To keep risk within acceptable bounds, the vast majority of highliners (but not all) wear a climbing harness or “swami belt” with a leash attached to the slackline. Additional safety measures include doubling the slackline or running a climbing rope along the bottom of the line(s). Smart slackliners create bombproof anchors and pad all places where rigging can contact abrasive surfaces.

The sport is still in the relatively young, expansive, and experimental stage of its growth. New techniques/methods/tricks and equipment are being developed, new areas are being opened up to slacklining all over the world, and new records (especially for extreme height and length) are being set at a fairly rapid space.

If you want to see something truly insane, have a look at this videoclip of Dean Potter doing the Lost Arrow Spire Highline without security – that is, without using a climbing harness and leash. Unprotected highlining is possibly the world’s single most dangerous sport.


Interesting article, Bob, one that perhaps will raise a discussion about whether this a good practice/sport in the parks?

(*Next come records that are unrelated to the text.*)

//! 规则提取：把顶层 `rules` 与各 `actions[].rules` 拉平成一个有序列表
//!
//! 规则没有稳定 ID，拉平后的位置就是它的身份，因此这里只追加、不去重、不合并。

use crate::model::{Configuration, Rule};

/// 提取配置中的全部规则（顶层在前，随后按 action 顺序）
pub fn extract_rules(config: &Configuration) -> Vec<Rule> {
    let mut rules = Vec::new();

    if let Some(top_level) = &config.rules {
        rules.extend(top_level.iter().cloned());
    }

    for action in config.actions.iter().flatten() {
        if let Some(nested) = &action.rules {
            rules.extend(nested.iter().cloned());
        }
    }

    rules
}

#[cfg(test)]
mod tests {
    use super::*;
    use crate::loader::load;

    fn config(yaml: &str) -> Configuration {
        load(yaml).unwrap().configuration().unwrap()
    }

    #[test]
    fn test_top_level_then_actions_in_order() {
        let c = config(
            r#"
rules:
  - config: { predicate: "a in ('1')" }
actions:
  - type: rowRestriction
    rules:
      - config: { predicate: "b in ('2')" }
      - config: { predicate: "c in ('3')" }
  - type: masking
  - rules:
      - config: { predicate: "d in ('4')" }
"#,
        );
        let rules = extract_rules(&c);
        let predicates: Vec<&str> = rules.iter().map(Rule::predicate).collect();
        assert_eq!(
            predicates,
            vec!["a in ('1')", "b in ('2')", "c in ('3')", "d in ('4')"]
        );
    }

    #[test]
    fn test_no_rules_anywhere() {
        let c = config("name: placeholder\n");
        assert!(extract_rules(&c).is_empty());
    }

    #[test]
    fn test_duplicates_preserved() {
        let c = config(
            r#"
rules:
  - config: { predicate: "1=1" }
actions:
  - rules:
      - config: { predicate: "1=1" }
"#,
        );
        assert_eq!(extract_rules(&c).len(), 2);
    }
}
use tracing_subscriber::EnvFilter;

/// Install the global fmt subscriber. `RUST_LOG` wins over the configured filter.
pub fn init_logging(filter: &str) {
    let env_filter = EnvFilter::try_from_default_env().unwrap_or_else(|_| EnvFilter::new(filter));
    let _ = tracing_subscriber::fmt()
        .with_env_filter(env_filter)
        .with_target(false)
        .with_level(true)
        .try_init();
}
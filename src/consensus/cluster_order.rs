//! Cluster ordering: the deterministic peer list and supermajority threshold for a round.
//!
//! Peers are sorted by address (then key) so every honest node computes the same order
//! and threshold from the same peer set.

use crate::consensus::round::Round;
use crate::consensus::supermajority::supermajority_threshold;
use crate::crypto::PublicKey;
use crate::utils::{Result, YacError};
use async_trait::async_trait;
use std::sync::Arc;

/// A known consensus participant
#[derive(Clone, Debug, PartialEq, Eq, Hash, PartialOrd, Ord)]
pub struct Peer {
    pub address: String,
    pub public_key: PublicKey,
}

impl Peer {
    pub fn new(address: impl Into<String>, public_key: PublicKey) -> Self {
        Self { address: address.into(), public_key }
    }
}

#[derive(Clone, Debug, PartialEq, Eq)]
pub struct ClusterOrdering {
    peers: Vec<Peer>,
}

impl ClusterOrdering {
    /// Build an ordering from an arbitrary peer list. Identical entries collapse;
    /// one address or one key registered twice with different partners is malformed.
    pub fn create(mut peers: Vec<Peer>) -> Result<Self> {
        if peers.is_empty() {
            return Err(YacError::EmptyPeerList);
        }
        for p in &peers {
            if p.address.trim().is_empty() {
                return Err(YacError::MalformedPeer("empty address".into()));
            }
            if p.public_key.bytes.is_empty() {
                return Err(YacError::MalformedPeer(format!("peer {} has an empty key", p.address)));
            }
        }
        peers.sort();
        peers.dedup();
        for pair in peers.windows(2) {
            if pair[0].address == pair[1].address {
                return Err(YacError::MalformedPeer(format!("address {} registered twice", pair[0].address)));
            }
        }
        let mut keys: Vec<&PublicKey> = peers.iter().map(|p| &p.public_key).collect();
        keys.sort();
        if keys.windows(2).any(|k| k[0] == k[1]) {
            return Err(YacError::MalformedPeer("public key registered twice".into()));
        }
        Ok(Self { peers })
    }

    pub fn peers(&self) -> &[Peer] {
        &self.peers
    }

    pub fn number_of_peers(&self) -> usize {
        self.peers.len()
    }

    pub fn supermajority_threshold(&self) -> usize {
        supermajority_threshold(self.peers.len())
    }

    pub fn contains_key(&self, key: &PublicKey) -> bool {
        self.peer_by_key(key).is_some()
    }

    pub fn peer_by_key(&self, key: &PublicKey) -> Option<&Peer> {
        self.peers.iter().find(|p| &p.public_key == key)
    }
}

/// Primary ordering for a round plus the optional alternative used during reconfiguration
#[derive(Clone, Debug, PartialEq, Eq)]
pub struct RoundOrders {
    pub primary: ClusterOrdering,
    pub alternative: Option<ClusterOrdering>,
}

impl RoundOrders {
    pub fn new(primary: ClusterOrdering, alternative: Option<ClusterOrdering>) -> Self {
        Self { primary, alternative }
    }

    pub fn contains_key(&self, key: &PublicKey) -> bool {
        self.primary.contains_key(key) || self.alternative.as_ref().map_or(false, |a| a.contains_key(key))
    }

    pub fn peer_by_key(&self, key: &PublicKey) -> Option<&Peer> {
        self.primary
            .peer_by_key(key)
            .or_else(|| self.alternative.as_ref().and_then(|a| a.peer_by_key(key)))
    }

    /// Union of both orderings, primary first, each address once
    pub fn all_peers(&self) -> Vec<Peer> {
        let mut out: Vec<Peer> = self.primary.peers().to_vec();
        if let Some(alt) = &self.alternative {
            for p in alt.peers() {
                if !out.iter().any(|o| o.address == p.address) {
                    out.push(p.clone());
                }
            }
        }
        out
    }
}

/// Source of the peer set valid for a round (world state in a full node)
#[async_trait]
pub trait PeerDirectory: Send + Sync + 'static {
    async fn current_peers(&self, round: Round) -> Result<Vec<Peer>>;
}

/// Fixed peer set, e.g. from the node config
#[derive(Clone, Debug)]
pub struct StaticPeerDirectory {
    peers: Vec<Peer>,
}

impl StaticPeerDirectory {
    pub fn new(peers: Vec<Peer>) -> Self {
        Self { peers }
    }
}

#[async_trait]
impl PeerDirectory for StaticPeerDirectory {
    async fn current_peers(&self, _round: Round) -> Result<Vec<Peer>> {
        Ok(self.peers.clone())
    }
}

/// Derives `ClusterOrdering`s from a peer directory
pub struct ClusterOrderingProvider<D: PeerDirectory> {
    directory: Arc<D>,
}

impl<D: PeerDirectory> ClusterOrderingProvider<D> {
    pub fn new(directory: Arc<D>) -> Self {
        Self { directory }
    }

    pub async fn for_round(&self, round: Round) -> Result<ClusterOrdering> {
        let peers = self.directory.current_peers(round).await?;
        ClusterOrdering::create(peers)
    }
}
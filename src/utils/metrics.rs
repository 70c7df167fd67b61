use lazy_static::lazy_static;
use parking_lot::Mutex;
use std::collections::{BTreeMap, HashMap};
use std::sync::Arc;

pub const BUNDLES_RECEIVED: &str = "yac.bundles.received";
pub const BUNDLES_DROPPED: &str = "yac.bundles.dropped";
pub const VOTES_DUPLICATE: &str = "yac.votes.duplicate";
pub const VOTES_EQUIVOCATION: &str = "yac.votes.equivocation";
pub const SEND_FAILED: &str = "yac.send.failed";
pub const OUTCOMES_COMMIT: &str = "yac.outcomes.commit";
pub const OUTCOMES_REJECT: &str = "yac.outcomes.reject";
pub const OUTCOMES_NOTHING: &str = "yac.outcomes.nothing";
pub const OUTCOMES_FUTURE: &str = "yac.outcomes.future";

/// Metrics registry (simple, Prometheus-style)
#[derive(Clone)]
pub struct MetricsRegistry {
    counters: Arc<Mutex<HashMap<String, u64>>>,
}

impl MetricsRegistry {
    pub fn new() -> Self {
        Self {
            counters: Arc::new(Mutex::new(HashMap::new())),
        }
    }

    pub fn inc_counter(&self, name: &str) {
        self.add_counter(name, 1);
    }

    pub fn add_counter(&self, name: &str, n: u64) {
        let mut counters = self.counters.lock();
        *counters.entry(name.to_string()).or_insert(0) += n;
    }

    pub fn counter(&self, name: &str) -> u64 {
        self.counters.lock().get(name).copied().unwrap_or(0)
    }

    pub fn snapshot(&self) -> HashMap<String, u64> {
        self.counters.lock().clone()
    }

    /// Counters as a JSON object with sorted keys, for log lines
    pub fn to_json(&self) -> serde_json::Value {
        let sorted: BTreeMap<String, u64> = self.snapshot().into_iter().collect();
        serde_json::json!(sorted)
    }
}

impl Default for MetricsRegistry {
    fn default() -> Self {
        Self::new()
    }
}

lazy_static! {
    pub static ref METRICS: MetricsRegistry = MetricsRegistry::new();
}
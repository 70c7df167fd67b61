pub mod config;
pub mod proposal;
pub mod node;
pub mod service_handle;
pub mod cli;

pub use config::NodeConfig;
pub use node::{next_round, Node, RunningNode};
pub use proposal::{DemoProposalSource, EmptyProposalSource, ProposalSource};
pub use service_handle::ServiceHandle;
pub use cli::run_cli;
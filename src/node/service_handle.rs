use anyhow::Result;
use tokio::sync::watch;
use tokio::task::JoinHandle;

/// Holds running tasks and shutdown channel for the node.
/// Call `shutdown()` to gracefully stop services.
pub struct ServiceHandle {
    shutdown_tx: watch::Sender<bool>,
    join_handles: Vec<(&'static str, JoinHandle<anyhow::Result<()>>)>,
}

impl ServiceHandle {
    /// Create a new ServiceHandle and return it together with a Receiver clonable by tasks.
    pub fn new() -> (Self, watch::Receiver<bool>) {
        let (tx, rx) = watch::channel(false);
        let handle = ServiceHandle { shutdown_tx: tx, join_handles: vec![] };
        (handle, rx)
    }

    /// Attach a named background task so shutdown waits on it.
    pub fn attach(&mut self, name: &'static str, h: JoinHandle<anyhow::Result<()>>) {
        self.join_handles.push((name, h));
    }

    pub fn is_shutting_down(&self) -> bool {
        *self.shutdown_tx.borrow()
    }

    /// Signal shutdown to all tasks and await them in attach order.
    pub async fn shutdown(self) -> Result<()> {
        let _ = self.shutdown_tx.send(true);

        for (name, h) in self.join_handles {
            match h.await {
                Ok(Ok(())) => tracing::debug!("{} stopped", name),
                Ok(Err(e)) => tracing::error!("{} returned error: {:?}", name, e),
                Err(e) => tracing::error!("{} join error: {:?}", name, e),
            }
        }
        Ok(())
    }

    /// Return a cloneable shutdown receiver for tasks that need to observe shutdown state.
    pub fn shutdown_rx(&self) -> watch::Receiver<bool> {
        self.shutdown_tx.subscribe()
    }
}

The folks in Arches National Park have outlawed slacklining. I'm not exactly sure why off the top of my head, but it might have to do with protecting both an individual's safety as well as park resources.

And while you note Dean Potter's slacklining in Yosemite, don't forget that he got in just a little bit of trouble for climbing Delicate Arch in Arches. He's not the best representative for the climbing industry.